● Work to be completed:
The answer must consist only of the lines from the line with "impl Default for Config" to the line with "let content = std::fs::read_to_string(path)?;", both included, exactly as they stand below.

Saved entries
_ _ _ _

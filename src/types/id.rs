// ABOUTME: Phantom-typed identifiers for compile-time type safety.
// ABOUTME: Keeps daemon config, container, and image IDs from being swapped.

use serde::{Deserialize, Deserializer, Serialize, Serializer};
use std::cmp::Ordering;
use std::hash::{Hash, Hasher};
use std::marker::PhantomData;

/// Marker types for phantom type parameters.
/// Using empty enums prevents instantiation and requires no trait bounds.
pub enum ConfigMarker {}
pub enum ContainerMarker {}
pub enum ImageMarker {}

/// A type-safe identifier that prevents accidental mixing of different ID types.
///
/// A `ConfigId` routes a request to a daemon; a `ContainerId` names a container
/// on that daemon. Both are strings on the wire but never interchangeable here.
#[must_use = "IDs reference resources and should not be ignored"]
pub struct Id<T> {
    value: String,
    _marker: PhantomData<T>,
}

impl<T> Id<T> {
    pub fn new(value: impl Into<String>) -> Self {
        Self {
            value: value.into(),
            _marker: PhantomData,
        }
    }

    pub fn as_str(&self) -> &str {
        &self.value
    }

    pub fn as_bytes(&self) -> &[u8] {
        self.value.as_bytes()
    }

    pub fn into_inner(self) -> String {
        self.value
    }
}

// Manual trait implementations that don't require T to implement the trait.
// T is only a phantom marker.

impl<T> std::fmt::Debug for Id<T> {
    fn fmt(&self, f: &mut std::fmt::Formatter<'_>) -> std::fmt::Result {
        f.debug_tuple("Id").field(&self.value).finish()
    }
}

impl<T> Clone for Id<T> {
    fn clone(&self) -> Self {
        Self::new(self.value.clone())
    }
}

impl<T> PartialEq for Id<T> {
    fn eq(&self, other: &Self) -> bool {
        self.value == other.value
    }
}

impl<T> Eq for Id<T> {}

impl<T> PartialOrd for Id<T> {
    fn partial_cmp(&self, other: &Self) -> Option<Ordering> {
        Some(self.cmp(other))
    }
}

impl<T> Ord for Id<T> {
    fn cmp(&self, other: &Self) -> Ordering {
        self.value.cmp(&other.value)
    }
}

impl<T> Hash for Id<T> {
    fn hash<H: Hasher>(&self, state: &mut H) {
        self.value.hash(state);
    }
}

impl<T> std::fmt::Display for Id<T> {
    fn fmt(&self, f: &mut std::fmt::Formatter<'_>) -> std::fmt::Result {
        write!(f, "{}", self.value)
    }
}

impl<T> Serialize for Id<T> {
    fn serialize<S: Serializer>(&self, serializer: S) -> Result<S::Ok, S::Error> {
        self.value.serialize(serializer)
    }
}

impl<'de, T> Deserialize<'de> for Id<T> {
    fn deserialize<D: Deserializer<'de>>(deserializer: D) -> Result<Self, D::Error> {
        let value = String::deserialize(deserializer)?;
        Ok(Self::new(value))
    }
}

/// Stable identifier of a configured daemon.
pub type ConfigId = Id<ConfigMarker>;
pub type ContainerId = Id<ContainerMarker>;
pub type ImageId = Id<ImageMarker>;
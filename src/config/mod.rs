// ABOUTME: Configuration types and parsing for dockgate.yml.
// ABOUTME: Handles YAML parsing, file discovery, transport limits, and static connections.

mod connection;
mod deserialize;
mod env_value;

pub use connection::{
    ConnectionConfig, Credentials, DEFAULT_DOCKER_SOCKET, RegistryConfig, Target, TlsConfig,
};
pub use env_value::{EnvValue, MissingEnvVar};

use crate::error::{Error, Result};
use crate::types::ConfigId;
use deserialize::deserialize_connections;
use serde::Deserialize;
use std::collections::BTreeMap;
use std::net::SocketAddr;
use std::path::{Path, PathBuf};
use std::time::Duration;

pub const CONFIG_FILENAME: &str = "dockgate.yml";
pub const CONFIG_FILENAME_ALT: &str = "dockgate.yaml";
pub const CONFIG_FILENAME_DIR: &str = ".dockgate/config.yml";

#[derive(Debug, Clone, Deserialize)]
#[serde(rename_all = "camelCase", deny_unknown_fields)]
pub struct Config {
    #[serde(default = "default_listen")]
    pub listen: SocketAddr,

    #[serde(default)]
    pub limits: TransportLimits,

    /// Per-stream channel capacity between a daemon callback and its consumer.
    #[serde(default = "default_stream_buffer")]
    pub stream_buffer: usize,

    #[serde(default)]
    pub store: Option<StoreConfig>,

    #[serde(default)]
    pub docker: DockerSection,
}

#[derive(Debug, Clone, Default, Deserialize)]
#[serde(deny_unknown_fields)]
pub struct DockerSection {
    #[serde(default, deserialize_with = "deserialize_connections")]
    pub connections: BTreeMap<ConfigId, ConnectionConfig>,
}

/// Limits applied to every daemon client.
#[derive(Debug, Clone, Copy, PartialEq, Eq, Deserialize)]
#[serde(rename_all = "camelCase", deny_unknown_fields)]
pub struct TransportLimits {
    #[serde(default = "default_max_connections")]
    pub max_connections: usize,

    #[serde(default = "default_connect_timeout", with = "humantime_serde")]
    pub connect_timeout: Duration,

    #[serde(default = "default_response_timeout", with = "humantime_serde")]
    pub response_timeout: Duration,
}

impl Default for TransportLimits {
    fn default() -> Self {
        Self {
            max_connections: default_max_connections(),
            connect_timeout: default_connect_timeout(),
            response_timeout: default_response_timeout(),
        }
    }
}

#[derive(Debug, Clone, Deserialize)]
#[serde(deny_unknown_fields)]
pub struct StoreConfig {
    /// Directory for the file-backed key-value store.
    pub path: PathBuf,
}

fn default_listen() -> SocketAddr {
    SocketAddr::from(([127, 0, 0, 1], 8080))
}

fn default_stream_buffer() -> usize {
    crate::runtime::DEFAULT_STREAM_CAPACITY
}

fn default_max_connections() -> usize {
    100
}

fn default_connect_timeout() -> Duration {
    Duration::from_secs(30)
}

fn default_response_timeout() -> Duration {
    Duration::from_secs(45)
}

impl Default for Config {
    fn default() -> Self {
        Self {
            listen: default_listen(),
            limits: TransportLimits::default(),
            stream_buffer: default_stream_buffer(),
            store: None,
            docker: DockerSection::default(),
        }
    }
}

impl Config {
    pub fn from_yaml(yaml: &str) -> Result<Self> {
        let config: Config = serde_yaml::from_str(yaml)?;
        config.validate()?;
        Ok(config)
    }

    pub fn load(path: &Path) -> Result<Self> {
        let content = std::fs::read_to_string(path)?;
        Self::from_yaml(&content)
    }

    pub fn discover(dir: &Path) -> Result<Self> {
        let candidates = [
            dir.join(CONFIG_FILENAME),
            dir.join(CONFIG_FILENAME_ALT),
            dir.join(CONFIG_FILENAME_DIR),
        ];

        for path in &candidates {
            if path.exists() {
                return Self::load(path);
            }
        }

        Err(Error::ConfigFileNotFound(dir.to_path_buf()))
    }

    fn validate(&self) -> Result<()> {
        if self.limits.max_connections == 0 {
            return Err(Error::InvalidConfig(
                "limits.maxConnections must be at least 1".to_string(),
            ));
        }
        if self.stream_buffer == 0 {
            return Err(Error::InvalidConfig(
                "streamBuffer must be at least 1".to_string(),
            ));
        }
        Ok(())
    }
}
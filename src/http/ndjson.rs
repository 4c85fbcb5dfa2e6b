// ABOUTME: Newline-delimited JSON responses for daemon streams.
// ABOUTME: A mid-stream failure becomes a final {"error": ...} line.

use crate::runtime::{DaemonError, ItemStream};
use axum::body::Body;
use axum::http::header;
use axum::response::{IntoResponse, Response};
use bytes::Bytes;
use futures::StreamExt;
use serde::Serialize;
use std::convert::Infallible;
use tracing::warn;

pub const MEDIA_TYPE_NDJSON: &str = "application/x-ndjson";

#[derive(Serialize)]
struct ErrorLine {
    error: String,
}

fn line(value: &impl Serialize) -> Bytes {
    let mut encoded = match serde_json::to_vec(value) {
        Ok(encoded) => encoded,
        Err(e) => {
            warn!(error = %e, "failed to encode stream item");
            serde_json::to_vec(&ErrorLine {
                error: e.to_string(),
            })
            .unwrap_or_default()
        }
    };
    encoded.push(b'\n');
    Bytes::from(encoded)
}

fn error_line(err: &DaemonError) -> Bytes {
    line(&ErrorLine {
        error: err.to_string(),
    })
}

/// Stream `items` as one JSON document per line.
///
/// Dropping the response body drops the daemon stream.
pub fn ndjson<T>(items: ItemStream<T>) -> Response
where
    T: Serialize + Send + 'static,
{
    let lines = items.map(|item| {
        Ok::<_, Infallible>(match item {
            Ok(item) => line(&item),
            Err(err) => error_line(&err),
        })
    });

    (
        [(header::CONTENT_TYPE, MEDIA_TYPE_NDJSON)],
        Body::from_stream(lines),
    )
        .into_response()
}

_ _ _ _

● Completed exercise:
impl Default for Config {
    fn default() -> Self {
        Self {
            listen: default_listen(),
            limits: TransportLimits::default(),
            stream_buffer: default_stream_buffer(),
            store: None,
            docker: DockerSection::default(),
        }
    }
}

impl Config {
    pub fn from_yaml(yaml: &str) -> Result<Self> {
        let config: Config = serde_yaml::from_str(yaml)?;
        config.validate()?;
        Ok(config)
    }

    pub fn load(path: &Path) -> Result<Self> {
        let content = std::fs::read_to_string(path)?;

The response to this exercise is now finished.